- Born: O'Shea Angelo McDonald 6 August 1995 (age 30) London, England
- Origin: Norbury, London, England
- Genres: Hip hop; freestyle rap; R&B;
- Years active: 2017–present
- Label: Columbia Records
- Website: www.oshthisside.com

= Osh (singer) =

English singer and rapper

O'Shea Angelo McDonald (born 6 August 1995), also known as Osh, is an English singer and rapper. He grew up singing in his church choir, and learned to play the piano and the violin. As a teenager, he concentrated on sports, receiving a football scholarship and pursuing sports to degree level. But his love for music won out. In the summer of 2017, he released his debut single "Will You", followed by a series of Instagram freestyles.

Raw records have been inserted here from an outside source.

//! Container geometry tracking and terminal height persistence

use std::time::{Duration, Instant};

use termhub_connection::Link;
use termhub_types::{Geometry, RESIZE_DEBOUNCE_MS};

use crate::registry::SessionRegistry;
use crate::storage::{self, KeyValueStore};
use crate::view::Surface;
use crate::TERM_HEIGHT_KEY;

/// Trailing-edge debounce driven by caller-supplied instants
#[derive(Debug, Clone)]
pub struct Debouncer {
    window: Duration,
    deadline: Option<Instant>,
}

impl Debouncer {
    pub fn new(window: Duration) -> Self {
        Self {
            window,
            deadline: None,
        }
    }

    /// Push the deadline out to `now + window`
    pub fn arm(&mut self, now: Instant) {
        self.deadline = Some(now + self.window);
    }

    pub fn deadline(&self) -> Option<Instant> {
        self.deadline
    }

    pub fn is_armed(&self) -> bool {
        self.deadline.is_some()
    }

    /// True once per burst, when `now` has reached the deadline
    pub fn poll(&mut self, now: Instant) -> bool {
        match self.deadline {
            Some(deadline) if now >= deadline => {
                self.deadline = None;
                true
            }
            _ => false,
        }
    }
}

impl Default for Debouncer {
    fn default() -> Self {
        Self::new(Duration::from_millis(RESIZE_DEBOUNCE_MS))
    }
}

/// Observed size of the element hosting the terminal
#[derive(Debug, Clone, Copy, PartialEq, Eq)]
pub struct ContainerSize {
    pub width_px: u32,
    pub viewport_height_px: u32,
}

impl ContainerSize {
    pub fn new(width_px: u32, viewport_height_px: u32) -> Self {
        Self {
            width_px,
            viewport_height_px,
        }
    }
}

/// Turns container resize bursts into a single refit of the active session
#[derive(Debug, Default)]
pub struct ResizeCoordinator {
    debouncer: Debouncer,
    pending: Option<Surface>,
}

impl ResizeCoordinator {
    pub fn new(window: Duration) -> Self {
        Self {
            debouncer: Debouncer::new(window),
            pending: None,
        }
    }

    /// Record a container change and restart the debounce window
    pub fn observe(
        &mut self,
        container: ContainerSize,
        store: &dyn KeyValueStore,
        now: Instant,
    ) -> Surface {
        let surface = surface_for(container, storage::load(store, TERM_HEIGHT_KEY));
        self.pending = Some(surface);
        self.debouncer.arm(now);
        surface
    }

    /// When the debounce has elapsed, apply the last observed surface
    ///
    /// The refit and the resize frame happen only while the link is open;
    /// the surface is remembered either way for the next handshake.
    pub fn poll(
        &mut self,
        now: Instant,
        registry: &mut SessionRegistry,
        link: &mut dyn Link,
    ) -> Option<Geometry> {
        if !self.debouncer.poll(now) {
            return None;
        }
        let surface = self.pending.take()?;
        registry.set_surface(surface);
        if !link.is_open() {
            log::debug!("Connection not open, deferring resize");
            return None;
        }
        registry.handle_resize(link)
    }

    pub fn deadline(&self) -> Option<Instant> {
        self.debouncer.deadline()
    }
}

/// Width follows the container; height is the persisted one clamped to the
/// viewport, or the whole viewport when none was persisted
fn surface_for(container: ContainerSize, stored_height: Option<u32>) -> Surface {
    let height = match stored_height {
        Some(h) if h > 0 => h.min(container.viewport_height_px),
        _ => container.viewport_height_px,
    };
    Surface::new(container.width_px, height)
}

/// Pointer-driven height adjustment of the terminal panel
#[derive(Debug, Clone, Default)]
pub struct DragResize {
    pressed: bool,
    height: u32,
}

impl DragResize {
    pub fn new(height: u32) -> Self {
        Self {
            pressed: false,
            height,
        }
    }

    /// Start from the persisted height, if any
    pub fn load(store: &dyn KeyValueStore) -> Self {
        Self::new(storage::load(store, TERM_HEIGHT_KEY).unwrap_or(0))
    }

    pub fn press(&mut self) {
        self.pressed = true;
    }

    pub fn is_pressed(&self) -> bool {
        self.pressed
    }

    pub fn height(&self) -> u32 {
        self.height
    }

    /// The panel is anchored to the bottom, so its height is the distance from
    /// the pointer to the bottom of the viewport
    pub fn drag_to(&mut self, pointer_y: i32, viewport_height: u32) -> Option<u32> {
        if !self.pressed {
            return None;
        }
        let viewport = i64::from(viewport_height);
        let delta = (viewport - i64::from(pointer_y)).clamp(0, viewport);
        self.height = u32::try_from(delta).unwrap_or(0);
        Some(self.height)
    }

    /// Finish the gesture and persist the final height
    pub fn release(&mut self, store: &mut dyn KeyValueStore) -> Option<u32> {
        if !self.pressed {
            return None;
        }
        self.pressed = false;
        storage::save(store, TERM_HEIGHT_KEY, self.height);
        Some(self.height)
    }
}

#[cfg(test)]
mod tests {
    use super::*;
    use crate::storage::tests::BrokenStore;
    use crate::storage::MemoryStore;
    use crate::ScreenViewFactory;

    struct OpenLink {
        open: bool,
        frames: Vec<String>,
    }

    impl Link for OpenLink {
        fn request_open(&mut self) {}
        fn is_open(&self) -> bool {
            self.open
        }
        fn send_frame(&mut self, frame: &str) -> bool {
            self.frames.push(frame.to_string());
            true
        }
    }

    fn ms(n: u64) -> Duration {
        Duration::from_millis(n)
    }

    #[test]
    fn test_debouncer_fires_once_after_quiet_period() {
        let start = Instant::now();
        let mut debouncer = Debouncer::default();
        assert!(!debouncer.poll(start));

        debouncer.arm(start);
        debouncer.arm(start + ms(400));
        assert!(!debouncer.poll(start + ms(700)));
        assert!(debouncer.poll(start + ms(1000)));
        assert!(!debouncer.poll(start + ms(2000)));
    }

    #[test]
    fn test_surface_height_rules() {
        let container = ContainerSize::new(800, 600);
        assert_eq!(surface_for(container, None), Surface::new(800, 600));
        assert_eq!(surface_for(container, Some(0)), Surface::new(800, 600));
        assert_eq!(surface_for(container, Some(250)), Surface::new(800, 250));
        assert_eq!(surface_for(container, Some(5000)), Surface::new(800, 600));
    }

    #[test]
    fn test_burst_produces_one_resize() {
        let start = Instant::now();
        let store = MemoryStore::default();
        let mut registry = SessionRegistry::new(ScreenViewFactory::default());
        let mut link = OpenLink {
            open: true,
            frames: Vec::new(),
        };
        registry.create_session(&mut link).unwrap();
        let mut coordinator = ResizeCoordinator::default();

        for (i, width) in [700u32, 710, 720].into_iter().enumerate() {
            let now = start + ms(100 * i as u64);
            coordinator.observe(ContainerSize::new(width, 408), &store, now);
            assert_eq!(coordinator.poll(now, &mut registry, &mut link), None);
        }

        let geometry = coordinator.poll(start + ms(800), &mut registry, &mut link);
        assert_eq!(geometry, Some(Geometry::new(24, 80)));
        assert_eq!(link.frames.len(), 1);
        assert_eq!(coordinator.poll(start + ms(5000), &mut registry, &mut link), None);
        assert_eq!(link.frames.len(), 1);
    }

    #[test]
    fn test_closed_link_defers_but_remembers_surface() {
        let start = Instant::now();
        let mut registry = SessionRegistry::new(ScreenViewFactory::default());
        let mut link = OpenLink {
            open: false,
            frames: Vec::new(),
        };
        let mut coordinator = ResizeCoordinator::default();
        coordinator.observe(ContainerSize::new(900, 510), &BrokenStore, start);

        assert_eq!(coordinator.poll(start + ms(600), &mut registry, &mut link), None);
        assert_eq!(registry.surface(), Surface::new(900, 510));
        assert!(link.frames.is_empty());
    }

    #[test]
    fn test_drag_resize_persists_on_release() {
        let mut store = MemoryStore::default();
        let mut drag = DragResize::load(&store);
        assert_eq!(drag.drag_to(100, 800), None);

        drag.press();
        assert_eq!(drag.drag_to(500, 800), Some(300));
        assert_eq!(drag.drag_to(900, 800), Some(0));
        assert_eq!(drag.drag_to(-50, 800), Some(800));
        assert_eq!(drag.drag_to(200, 800), Some(600));
        assert_eq!(drag.release(&mut store), Some(600));
        assert_eq!(drag.release(&mut store), None);

        assert_eq!(store.get(TERM_HEIGHT_KEY).unwrap().as_deref(), Some("600"));
        assert_eq!(DragResize::load(&store).height(), 600);
    }

    #[test]
    fn test_drag_resize_survives_broken_storage() {
        let mut drag = DragResize::load(&BrokenStore);
        drag.press();
        drag.drag_to(300, 800);
        assert_eq!(drag.release(&mut BrokenStore), Some(500));
    }
}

Osh gained notoriety with his cover of Burna Boy's "Yé", which he released on Instagram and Twitter titled "My Yé Is Different". Osh's title phrase from the beginning of the video, 'My Yé is different to your Yé', became a viral meme. Many interpreted it to mean either superiority, or just 'my vibe is different from yours'. Specifics aside, Osh's viral remix helped touch off much discussion of how such releases can influence the originals' popularity as they gain their own, and related questions around influence and originality.

The track led to a live appearance singing on the London Eye for BBC Radio 1Xtra.

Osh signed with Columbia Records in November 2018 and the single was released on 16 November.